---- RECORDS FOR THE EXERCISE
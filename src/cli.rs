use clap::{Parser, Subcommand};
use std::path::PathBuf;

#[derive(Parser, Debug)]
#[command(
    name = "vmctl",
    about = "Search a VM inventory and manage machines over persistent libvirt sessions"
)]
pub struct Cli {
    /// Path to config file (default: ~/.config/vmctl/vmctl.toml)
    #[arg(short, long)]
    pub config: Option<PathBuf>,

    /// Enable verbose output
    #[arg(short, long, conflicts_with = "quiet")]
    pub verbose: bool,

    /// Only print results
    #[arg(short, long)]
    pub quiet: bool,

    #[command(subcommand)]
    pub command: Command,
}

#[derive(Subcommand, Debug)]
pub enum Command {
    /// Rebuild the inventory cache from every configured endpoint
    Refresh,

    /// Search cached records by name (case-insensitive substring)
    Search {
        pattern: String,

        /// Print records as JSON
        #[arg(long)]
        json: bool,
    },

    /// Pick a VM and manage it interactively
    Manage {
        /// Name filter; prompts when omitted
        pattern: Option<String>,
    },

    /// Run commands against one VM and exit
    Exec {
        /// Exact VM name
        name: String,

        /// Commands to run in order (e.g. list-snapshots, delete-snapshot:NAME)
        #[arg(required = true)]
        opcodes: Vec<String>,

        /// Endpoint to use when the name exists on several
        #[arg(short, long)]
        location: Option<String>,
    },
}

impl Command {
    /// Commands that open sessions and log to a file.
    pub fn uses_sessions(&self) -> bool {
        matches!(self, Command::Manage { .. } | Command::Exec { .. })
    }
}
#[cfg(test)]
mod tests {
    use super::*;

    #[test]
    fn parses_bare_opcodes() {
        assert_eq!("power-on".parse::<Opcode>().unwrap(), Opcode::PowerOn);
        assert_eq!("  get-details \n".parse::<Opcode>().unwrap(), Opcode::GetDetails);
        assert_eq!("end-session".parse::<Opcode>().unwrap(), Opcode::EndSession);
    }

    #[test]
    fn parses_delete_snapshot_payload() {
        let op: Opcode = "delete-snapshot:nightly-01".parse().unwrap();
        assert_eq!(
            op,
            Opcode::DeleteSnapshot {
                name: "nightly-01".into()
            }
        );
        assert_eq!(op.to_string(), "delete-snapshot:nightly-01");
    }

    #[test]
    fn rejects_unknown_token_verbatim() {
        let err = "reformat-disk".parse::<Opcode>().unwrap_err();
        assert_eq!(err, ParseOpcodeError::Unrecognized("reformat-disk".into()));
        assert!(err.to_string().contains("reformat-disk"));
    }

    #[test]
    fn rejects_missing_and_unexpected_payloads() {
        assert_eq!(
            "delete-snapshot".parse::<Opcode>().unwrap_err(),
            ParseOpcodeError::MissingPayload("delete-snapshot")
        );
        assert_eq!(
            "delete-snapshot:   ".parse::<Opcode>().unwrap_err(),
            ParseOpcodeError::MissingPayload("delete-snapshot")
        );
        assert_eq!(
            "power-on:now".parse::<Opcode>().unwrap_err(),
            ParseOpcodeError::UnexpectedPayload("power-on")
        );
    }

    #[test]
    fn snapshot_lines_keep_names_intact() {
        let line = snapshot_line("pre upgrade (v2)", Some("2026-01-01T00:00:00Z"));
        assert_eq!(
            parse_snapshot_line(&line),
            ("pre upgrade (v2)", Some("2026-01-01T00:00:00Z"))
        );
        assert_eq!(
            parse_snapshot_line(&snapshot_line("a\tb", None)),
            ("a\tb", None)
        );
        assert_eq!(parse_snapshot_line("  manual"), ("manual", None));
    }

    #[test]
    fn snapshot_names_with_colons_are_rejected() {
        assert!(matches!(
            Opcode::delete_snapshot("a:b"),
            Err(ParseOpcodeError::InvalidPayload { .. })
        ));
    }

    #[test]
    fn long_running_opcodes() {
        assert!(Opcode::CreateSnapshot.is_long_running());
        assert!(Opcode::delete_snapshot("x").unwrap().is_long_running());
        assert!(!Opcode::PowerOn.is_long_running());
    }

    #[test]
    fn no_snapshots_is_a_bare_line() {
        assert_eq!(Response::NoSnapshots.to_wire(), "NO_SNAPSHOTS\n");
        assert_eq!("NO_SNAPSHOTS".parse::<Response>().unwrap(), Response::NoSnapshots);
    }

    #[test]
    fn details_block_is_bracketed_once() {
        let resp = Response::block(DETAILS_BLOCK, ["name: web01", "state: running"]);
        let wire = resp.to_string();
        let lines: Vec<&str> = wire.lines().collect();
        assert_eq!(lines.first(), Some(&"DETAILS_START"));
        assert_eq!(lines.last(), Some(&"DETAILS_END"));
        assert_eq!(lines.iter().filter(|l| **l == "DETAILS_START").count(), 1);
        assert_eq!(lines.iter().filter(|l| **l == "DETAILS_END").count(), 1);
        assert_eq!(wire.parse::<Response>().unwrap(), resp);
    }

    #[test]
    fn status_messages_are_flattened() {
        let resp = Response::error("line one\nline two");
        assert_eq!(resp.to_wire(), "ERROR: line one line two\n");
        assert_eq!(
            "SUCCESS:   started".parse::<Response>().unwrap(),
            Response::Success("started".into())
        );
    }

    #[test]
    fn sentinel_like_body_lines_are_escaped() {
        let resp = Response::block(SNAPSHOTS_BLOCK, ["SNAPSHOTS_END"]);
        let parsed: Response = resp.to_wire().parse().unwrap();
        assert_eq!(
            parsed.block_lines(SNAPSHOTS_BLOCK),
            Some(&["  SNAPSHOTS_END".to_string()][..])
        );
    }

    #[test]
    fn interleaved_sentinel_is_rejected() {
        let err = "DETAILS_START\nname: a\nSNAPSHOTS_END\n"
            .parse::<Response>()
            .unwrap_err();
        assert!(matches!(err, FrameError::Interleaved { .. }));
    }

    #[test]
    fn unterminated_and_orphaned_blocks_are_rejected() {
        assert_eq!(
            "DETAILS_START\nname: a\n".parse::<Response>().unwrap_err(),
            FrameError::Unterminated("DETAILS".into())
        );
        assert_eq!(
            "DETAILS_END".parse::<Response>().unwrap_err(),
            FrameError::UnmatchedEnd("DETAILS_END".into())
        );
        assert!(matches!(
            "hello".parse::<Response>().unwrap_err(),
            FrameError::Unexpected(_)
        ));
    }

    #[test]
    fn opcode_accepts_only_its_own_frames() {
        let details = Response::block(DETAILS_BLOCK, ["a: b"]);
        assert!(Opcode::GetDetails.accepts(&details));
        assert!(!Opcode::PowerOn.accepts(&details));
        assert!(Opcode::ListSnapshots.accepts(&Response::NoSnapshots));
        assert!(Opcode::PowerOn.accepts(&Response::error("nope")));
        assert!(!Opcode::PowerOn.accepts(&Response::Ready));
    }
}
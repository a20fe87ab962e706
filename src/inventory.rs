//! Flat record cache: one `name|status|location|group` line per VM.

use std::path::Path;

use facet::Facet;

use crate::error::VmctlError;

#[derive(Debug, Clone, PartialEq, Eq, Facet)]
pub struct Record {
    pub name: String,
    pub status: String,
    /// Endpoint the VM lives on.
    pub location: String,
    pub group: String,
}

fn clean(field: &str) -> String {
    field
        .chars()
        .map(|c| if matches!(c, '|' | '\n' | '\r') { ' ' } else { c })
        .collect::<String>()
        .trim()
        .to_string()
}

impl Record {
    pub fn new(name: &str, status: &str, location: &str, group: &str) -> Self {
        Self {
            name: clean(name),
            status: clean(status),
            location: clean(location),
            group: clean(group),
        }
    }

    /// Parse one cache line. Anything other than exactly four fields with a
    /// non-empty name is rejected.
    pub fn parse_line(line: &str) -> Option<Self> {
        let fields: Vec<&str> = line.split('|').collect();
        let [name, status, location, group] = fields.as_slice() else {
            return None;
        };
        let name = name.trim();
        if name.is_empty() {
            return None;
        }
        Some(Self {
            name: name.to_string(),
            status: status.trim().to_string(),
            location: location.trim().to_string(),
            group: group.trim().to_string(),
        })
    }

    pub fn to_line(&self) -> String {
        format!(
            "{}|{}|{}|{}",
            clean(&self.name),
            clean(&self.status),
            clean(&self.location),
            clean(&self.group)
        )
    }
}

#[derive(Debug, Clone, Default)]
pub struct Inventory {
    records: Vec<Record>,
}

impl Inventory {
    pub fn from_records(records: Vec<Record>) -> Self {
        Self { records }
    }

    pub fn parse(contents: &str) -> Self {
        let mut records = Vec::new();
        for (idx, line) in contents.lines().enumerate() {
            if line.trim().is_empty() {
                continue;
            }
            match Record::parse_line(line) {
                Some(record) => records.push(record),
                None => tracing::debug!(line = idx + 1, "skipping malformed inventory line"),
            }
        }
        Self { records }
    }

    pub fn load(path: &Path) -> Result<Self, VmctlError> {
        match std::fs::read_to_string(path) {
            Ok(contents) => Ok(Self::parse(&contents)),
            Err(e) if e.kind() == std::io::ErrorKind::NotFound => Err(VmctlError::Inventory {
                message: format!("no inventory cache at {}", path.display()),
            }),
            Err(source) => Err(VmctlError::Io {
                context: format!("failed to read {}", path.display()),
                source,
            }),
        }
    }

    /// Write the cache atomically: temp file in the same directory, then rename.
    pub fn save(&self, path: &Path) -> Result<(), VmctlError> {
        let io_err =
            |context: String| move |source: std::io::Error| VmctlError::Io { context, source };

        if let Some(parent) = path.parent().filter(|p| !p.as_os_str().is_empty()) {
            std::fs::create_dir_all(parent)
                .map_err(io_err(format!("failed to create {}", parent.display())))?;
        }

        let mut contents = String::new();
        for record in &self.records {
            contents.push_str(&record.to_line());
            contents.push('\n');
        }

        let tmp = path.with_extension(format!("tmp.{}", std::process::id()));
        std::fs::write(&tmp, contents)
            .map_err(io_err(format!("failed to write {}", tmp.display())))?;
        std::fs::rename(&tmp, path).map_err(|source| {
            let _ = std::fs::remove_file(&tmp);
            VmctlError::Io {
                context: format!("failed to replace {}", path.display()),
                source,
            }
        })
    }

    pub fn records(&self) -> &[Record] {
        &self.records
    }

    pub fn len(&self) -> usize {
        self.records.len()
    }

    pub fn is_empty(&self) -> bool {
        self.records.is_empty()
    }

    /// Case-insensitive substring match on the name, sorted by name then
    /// location. An empty pattern matches everything.
    pub fn search(&self, pattern: &str) -> Vec<&Record> {
        let needle = pattern.trim().to_lowercase();
        let mut hits: Vec<&Record> = self
            .records
            .iter()
            .filter(|r| r.name.to_lowercase().contains(&needle))
            .collect();
        hits.sort_by(|a, b| {
            a.name
                .to_lowercase()
                .cmp(&b.name.to_lowercase())
                .then_with(|| a.location.cmp(&b.location))
        });
        hits
    }

    /// The single record named exactly `name`, optionally on `location`.
    pub fn find_exact(&self, name: &str, location: Option<&str>) -> Result<&Record, VmctlError> {
        let hits: Vec<&Record> = self
            .records
            .iter()
            .filter(|r| r.name == name)
            .filter(|r| location.is_none_or(|loc| r.location == loc))
            .collect();
        match hits.as_slice() {
            [] => Err(VmctlError::NotFound {
                message: match location {
                    Some(loc) => format!("no VM named '{name}' on '{loc}'"),
                    None => format!("no VM named '{name}' in the inventory"),
                },
            }),
            [one] => Ok(*one),
            many => {
                let locations: Vec<&str> = many.iter().map(|r| r.location.as_str()).collect();
                Err(VmctlError::Validation {
                    message: format!(
                        "'{name}' exists on {}; pass --location",
                        locations.join(", ")
                    ),
                })
            }
        }
    }
}
use std::fmt;

use thiserror::Error;

/// Coarse power state of a domain.
#[derive(Debug, Clone, Copy, PartialEq, Eq)]
pub enum PowerState {
    Running,
    Paused,
    Suspended,
    ShuttingDown,
    Off,
    Crashed,
    Unknown,
}

impl PowerState {
    /// Any state in which the guest holds resources on the host.
    pub fn is_on(self) -> bool {
        matches!(
            self,
            PowerState::Running | PowerState::Paused | PowerState::ShuttingDown
        )
    }
}

impl fmt::Display for PowerState {
    fn fmt(&self, f: &mut fmt::Formatter<'_>) -> fmt::Result {
        f.write_str(match self {
            PowerState::Running => "running",
            PowerState::Paused => "paused",
            PowerState::Suspended => "suspended",
            PowerState::ShuttingDown => "shutting down",
            PowerState::Off => "shutoff",
            PowerState::Crashed => "crashed",
            PowerState::Unknown => "unknown",
        })
    }
}

#[derive(Debug, Clone, PartialEq, Eq)]
pub struct SnapshotInfo {
    pub name: String,
    /// Creation time as reported by the hypervisor, if known.
    pub created: Option<String>,
}

#[derive(Debug, Error)]
pub enum MachineError {
    #[error("failed to connect to {uri}: {message}")]
    Connect { uri: String, message: String },

    #[error("domain '{name}' not found on {uri}")]
    DomainNotFound { name: String, uri: String },

    #[error("snapshot '{name}' not found")]
    SnapshotNotFound { name: String },

    #[error("{action} failed: {message}")]
    Operation {
        action: &'static str,
        message: String,
    },
}

impl MachineError {
    pub fn operation(action: &'static str, err: impl fmt::Display) -> Self {
        MachineError::Operation {
            action,
            message: err.to_string(),
        }
    }
}

/// An authenticated handle on one resolved domain.
///
/// Methods perform a single hypervisor call each and block until it
/// completes. Policy (idempotence, preconditions, response framing) lives in
/// `dispatch`, not here.
pub trait Machine {
    fn name(&self) -> &str;
    fn power_state(&self) -> Result<PowerState, MachineError>;
    fn start(&mut self) -> Result<(), MachineError>;
    /// Hard power-off.
    fn stop(&mut self) -> Result<(), MachineError>;
    /// Hard reset.
    fn reset(&mut self) -> Result<(), MachineError>;
    fn has_guest_agent(&self) -> Result<bool, MachineError>;
    fn guest_shutdown(&mut self) -> Result<(), MachineError>;
    fn guest_reboot(&mut self) -> Result<(), MachineError>;
    fn snapshots(&self) -> Result<Vec<SnapshotInfo>, MachineError>;
    fn create_snapshot(&mut self, name: &str) -> Result<(), MachineError>;
    /// Delete a snapshot, returning once the hypervisor has finished.
    fn delete_snapshot(&mut self, name: &str) -> Result<(), MachineError>;
    /// Descriptive attributes as ordered `(key, value)` pairs.
    fn details(&self) -> Result<Vec<(String, String)>, MachineError>;
    /// Release the hypervisor connection. Safe to call more than once.
    fn release(&mut self);
}
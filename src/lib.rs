#![allow(unused_assignments)] // thiserror/miette proc macros trigger false positives

pub mod cli;
pub mod config;
pub mod error;
pub mod fetch;
pub mod inventory;
pub mod logging;
pub mod paths;
pub mod progress;
pub mod session;
pub mod ui;
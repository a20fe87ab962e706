use std::fs::{self, File, OpenOptions};
use std::path::{Path, PathBuf};
use std::sync::{Arc, Mutex};

use tracing_subscriber::fmt::MakeWriter;

/// Worker logs kept after rotation.
pub const WORKER_LOGS_KEPT: usize = 20;

// ── DeferredFileWriter ───────────────────────────────────

/// A `MakeWriter` that discards writes until `DeferredFileHandle::set_file`
/// points it at a log file.
///
/// The subscriber is installed before we know whether the command needs a
/// log file at all (only session commands do).
#[derive(Clone)]
pub struct DeferredFileWriter {
    inner: Arc<Mutex<Option<File>>>,
}

#[derive(Clone)]
pub struct DeferredFileHandle {
    inner: Arc<Mutex<Option<File>>>,
}

impl DeferredFileWriter {
    pub fn new() -> (Self, DeferredFileHandle) {
        let inner = Arc::new(Mutex::new(None));
        (
            Self {
                inner: inner.clone(),
            },
            DeferredFileHandle { inner },
        )
    }
}

impl DeferredFileHandle {
    /// Start appending to `path`.
    pub fn set_file(&self, path: &Path) -> std::io::Result<()> {
        if let Some(parent) = path.parent() {
            fs::create_dir_all(parent)?;
        }
        let file = OpenOptions::new().create(true).append(true).open(path)?;
        if let Ok(mut guard) = self.inner.lock() {
            *guard = Some(file);
        }
        Ok(())
    }
}

pub struct DeferredWriter {
    inner: Arc<Mutex<Option<File>>>,
}

impl std::io::Write for DeferredWriter {
    fn write(&mut self, buf: &[u8]) -> std::io::Result<usize> {
        match self.inner.lock() {
            Ok(mut guard) => match guard.as_mut() {
                Some(f) => f.write(buf),
                None => Ok(buf.len()),
            },
            Err(_) => Ok(buf.len()),
        }
    }

    fn flush(&mut self) -> std::io::Result<()> {
        match self.inner.lock() {
            Ok(mut guard) => match guard.as_mut() {
                Some(f) => f.flush(),
                None => Ok(()),
            },
            Err(_) => Ok(()),
        }
    }
}

impl<'a> MakeWriter<'a> for DeferredFileWriter {
    type Writer = DeferredWriter;

    fn make_writer(&'a self) -> Self::Writer {
        DeferredWriter {
            inner: self.inner.clone(),
        }
    }
}

// ── Worker logs ──────────────────────────────────────────

/// Per-session worker log inside `logs_dir`.
pub fn worker_log_path(logs_dir: &Path, session_id: &str) -> PathBuf {
    logs_dir.join(format!("worker-{session_id}.log"))
}

/// Create the stderr sink for a worker process.
pub fn open_worker_log(path: &Path) -> std::io::Result<File> {
    if let Some(parent) = path.parent() {
        fs::create_dir_all(parent)?;
    }
    OpenOptions::new().create(true).append(true).open(path)
}

/// Delete the oldest `worker-*.log` files, keeping at most `keep`.
pub fn rotate_worker_logs(logs_dir: &Path, keep: usize) {
    let Ok(entries) = fs::read_dir(logs_dir) else {
        return;
    };

    let mut logs: Vec<(std::time::SystemTime, PathBuf)> = entries
        .filter_map(|e| e.ok())
        .filter(|e| {
            e.file_name()
                .to_str()
                .is_some_and(|f| f.starts_with("worker-") && f.ends_with(".log"))
        })
        .filter_map(|e| {
            let modified = e.metadata().ok()?.modified().ok()?;
            Some((modified, e.path()))
        })
        .collect();

    // Oldest first; ties broken by name for a stable order.
    logs.sort();

    if logs.len() > keep {
        for (_, old) in &logs[..logs.len() - keep] {
            if let Err(e) = fs::remove_file(old) {
                tracing::debug!(path = %old.display(), error = %e, "could not remove old worker log");
            }
        }
    }
}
--------
## [EXERCISE AIM]
Within the data above, how many lines include the word "count"? Respond with the number only.

## [ANSWER TO THE EXERCISE]
2